Among the entries below, extract exactly the lines that run from the one with "filename marketplace_payment_engine/src/reconciler/errors.rs" through the one with "pub enum ReconciliationError", both ends included.

Saved entries
◇ ◇ ◇ ◇ ◇ ◇ ◇
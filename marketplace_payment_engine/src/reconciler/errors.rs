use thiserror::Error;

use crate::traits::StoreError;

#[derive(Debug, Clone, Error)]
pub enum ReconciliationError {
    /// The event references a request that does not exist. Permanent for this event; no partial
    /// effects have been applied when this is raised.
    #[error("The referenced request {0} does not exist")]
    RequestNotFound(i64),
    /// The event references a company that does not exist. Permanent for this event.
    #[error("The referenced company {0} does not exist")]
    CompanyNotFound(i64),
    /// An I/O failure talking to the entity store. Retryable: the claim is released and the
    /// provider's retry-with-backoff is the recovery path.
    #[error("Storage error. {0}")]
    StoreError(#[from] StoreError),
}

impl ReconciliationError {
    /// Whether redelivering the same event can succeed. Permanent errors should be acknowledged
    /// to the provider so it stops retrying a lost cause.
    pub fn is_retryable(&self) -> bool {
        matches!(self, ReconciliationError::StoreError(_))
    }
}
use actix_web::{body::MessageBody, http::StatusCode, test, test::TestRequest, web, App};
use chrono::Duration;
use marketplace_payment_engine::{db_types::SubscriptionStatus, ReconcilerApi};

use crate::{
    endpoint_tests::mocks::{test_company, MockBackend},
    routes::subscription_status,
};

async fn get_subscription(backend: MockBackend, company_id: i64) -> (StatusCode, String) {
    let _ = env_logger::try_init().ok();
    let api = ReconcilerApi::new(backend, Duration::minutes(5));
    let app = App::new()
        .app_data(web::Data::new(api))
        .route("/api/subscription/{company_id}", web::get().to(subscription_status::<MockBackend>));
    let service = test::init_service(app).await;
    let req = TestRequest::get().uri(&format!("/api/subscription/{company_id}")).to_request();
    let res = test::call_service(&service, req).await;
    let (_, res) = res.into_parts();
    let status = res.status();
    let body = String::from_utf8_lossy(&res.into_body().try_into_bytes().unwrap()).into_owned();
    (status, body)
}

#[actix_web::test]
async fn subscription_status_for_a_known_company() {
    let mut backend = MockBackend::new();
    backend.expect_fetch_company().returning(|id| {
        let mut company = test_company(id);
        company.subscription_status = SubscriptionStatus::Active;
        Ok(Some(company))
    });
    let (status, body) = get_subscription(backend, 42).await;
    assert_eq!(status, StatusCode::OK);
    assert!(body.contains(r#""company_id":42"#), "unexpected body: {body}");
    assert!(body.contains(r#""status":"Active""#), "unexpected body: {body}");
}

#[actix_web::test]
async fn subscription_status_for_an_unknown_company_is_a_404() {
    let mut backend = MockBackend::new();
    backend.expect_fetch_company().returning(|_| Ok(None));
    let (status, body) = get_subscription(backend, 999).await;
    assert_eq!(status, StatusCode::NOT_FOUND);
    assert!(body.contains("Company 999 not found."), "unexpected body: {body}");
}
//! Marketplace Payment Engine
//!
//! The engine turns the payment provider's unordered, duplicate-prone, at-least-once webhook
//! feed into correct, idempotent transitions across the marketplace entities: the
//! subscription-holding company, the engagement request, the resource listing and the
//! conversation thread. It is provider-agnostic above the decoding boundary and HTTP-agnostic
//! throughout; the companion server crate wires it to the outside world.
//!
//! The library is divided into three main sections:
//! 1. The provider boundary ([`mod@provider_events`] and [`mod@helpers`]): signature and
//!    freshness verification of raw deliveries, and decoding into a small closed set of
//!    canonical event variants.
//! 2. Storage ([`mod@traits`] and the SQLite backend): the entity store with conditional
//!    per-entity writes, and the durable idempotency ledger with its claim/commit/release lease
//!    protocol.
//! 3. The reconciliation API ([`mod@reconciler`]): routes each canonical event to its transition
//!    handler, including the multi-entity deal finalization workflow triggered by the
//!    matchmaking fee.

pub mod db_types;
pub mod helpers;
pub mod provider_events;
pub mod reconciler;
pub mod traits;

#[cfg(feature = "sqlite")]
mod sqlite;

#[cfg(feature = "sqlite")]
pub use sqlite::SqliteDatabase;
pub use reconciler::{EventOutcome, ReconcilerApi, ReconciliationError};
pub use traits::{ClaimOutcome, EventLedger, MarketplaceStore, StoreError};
◇ ◇ ◇ ◇ ◇ ◇ ◇
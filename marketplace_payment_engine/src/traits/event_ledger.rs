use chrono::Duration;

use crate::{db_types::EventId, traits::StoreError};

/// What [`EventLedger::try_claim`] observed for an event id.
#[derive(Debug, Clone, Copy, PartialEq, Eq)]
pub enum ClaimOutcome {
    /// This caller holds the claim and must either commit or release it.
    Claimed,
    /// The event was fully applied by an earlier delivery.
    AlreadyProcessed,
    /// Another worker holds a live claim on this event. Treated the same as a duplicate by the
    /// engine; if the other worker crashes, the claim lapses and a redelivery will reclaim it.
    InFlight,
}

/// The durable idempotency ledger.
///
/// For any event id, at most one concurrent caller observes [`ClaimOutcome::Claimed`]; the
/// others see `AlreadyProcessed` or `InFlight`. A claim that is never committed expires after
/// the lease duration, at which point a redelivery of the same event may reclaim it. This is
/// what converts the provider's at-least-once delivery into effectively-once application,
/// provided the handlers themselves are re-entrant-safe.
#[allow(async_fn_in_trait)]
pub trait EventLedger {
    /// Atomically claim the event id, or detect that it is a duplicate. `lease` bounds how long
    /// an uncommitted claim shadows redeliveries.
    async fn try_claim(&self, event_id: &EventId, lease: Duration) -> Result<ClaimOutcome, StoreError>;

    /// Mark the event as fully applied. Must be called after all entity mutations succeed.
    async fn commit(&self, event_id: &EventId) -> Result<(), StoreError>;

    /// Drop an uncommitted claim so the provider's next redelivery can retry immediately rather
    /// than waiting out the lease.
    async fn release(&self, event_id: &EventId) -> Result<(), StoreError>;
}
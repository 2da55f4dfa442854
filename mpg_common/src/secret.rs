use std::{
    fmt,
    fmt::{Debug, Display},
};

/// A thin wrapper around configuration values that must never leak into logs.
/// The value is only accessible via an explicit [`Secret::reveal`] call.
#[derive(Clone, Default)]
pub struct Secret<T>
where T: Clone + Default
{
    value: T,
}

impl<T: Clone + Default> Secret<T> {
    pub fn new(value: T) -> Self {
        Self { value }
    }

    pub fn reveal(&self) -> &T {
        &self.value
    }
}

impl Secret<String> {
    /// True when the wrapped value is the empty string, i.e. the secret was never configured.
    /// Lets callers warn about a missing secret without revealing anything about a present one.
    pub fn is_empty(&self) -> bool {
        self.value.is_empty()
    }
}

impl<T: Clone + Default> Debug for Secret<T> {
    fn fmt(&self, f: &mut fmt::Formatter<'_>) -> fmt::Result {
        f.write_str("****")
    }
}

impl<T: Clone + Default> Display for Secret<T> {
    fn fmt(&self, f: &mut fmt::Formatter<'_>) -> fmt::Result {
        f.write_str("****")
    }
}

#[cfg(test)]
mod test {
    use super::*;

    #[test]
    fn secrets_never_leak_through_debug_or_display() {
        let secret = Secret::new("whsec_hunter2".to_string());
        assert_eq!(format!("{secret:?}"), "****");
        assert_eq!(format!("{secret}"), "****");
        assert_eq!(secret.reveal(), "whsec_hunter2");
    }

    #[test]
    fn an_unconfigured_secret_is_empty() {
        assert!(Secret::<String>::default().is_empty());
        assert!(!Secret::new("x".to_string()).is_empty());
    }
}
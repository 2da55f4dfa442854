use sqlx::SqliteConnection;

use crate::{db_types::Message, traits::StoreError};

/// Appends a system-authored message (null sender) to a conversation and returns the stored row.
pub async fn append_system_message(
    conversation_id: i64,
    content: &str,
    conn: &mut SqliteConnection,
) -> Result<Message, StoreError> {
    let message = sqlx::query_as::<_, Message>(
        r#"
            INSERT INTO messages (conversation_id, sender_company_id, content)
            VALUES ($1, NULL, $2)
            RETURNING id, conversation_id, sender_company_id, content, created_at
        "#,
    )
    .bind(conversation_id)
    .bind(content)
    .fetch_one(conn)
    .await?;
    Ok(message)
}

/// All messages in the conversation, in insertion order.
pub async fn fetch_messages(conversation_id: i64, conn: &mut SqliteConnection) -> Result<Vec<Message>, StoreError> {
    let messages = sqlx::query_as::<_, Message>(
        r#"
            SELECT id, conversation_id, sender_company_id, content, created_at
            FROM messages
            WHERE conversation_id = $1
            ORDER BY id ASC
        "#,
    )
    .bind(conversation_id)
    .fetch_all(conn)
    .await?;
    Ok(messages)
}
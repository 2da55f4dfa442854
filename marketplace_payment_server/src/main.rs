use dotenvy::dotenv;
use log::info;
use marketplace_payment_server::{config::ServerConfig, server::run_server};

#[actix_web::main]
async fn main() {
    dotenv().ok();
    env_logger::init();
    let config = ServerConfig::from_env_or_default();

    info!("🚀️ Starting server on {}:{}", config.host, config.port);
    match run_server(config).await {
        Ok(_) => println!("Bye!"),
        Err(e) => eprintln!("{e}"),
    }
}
◇ ◇ ◇ ◇ ◇ ◇ ◇
• _Finished exercise_
filename marketplace_payment_engine/src/reconciler/errors.rs
use thiserror::Error;

use crate::traits::StoreError;

#[derive(Debug, Clone, Error)]
pub enum ReconciliationError {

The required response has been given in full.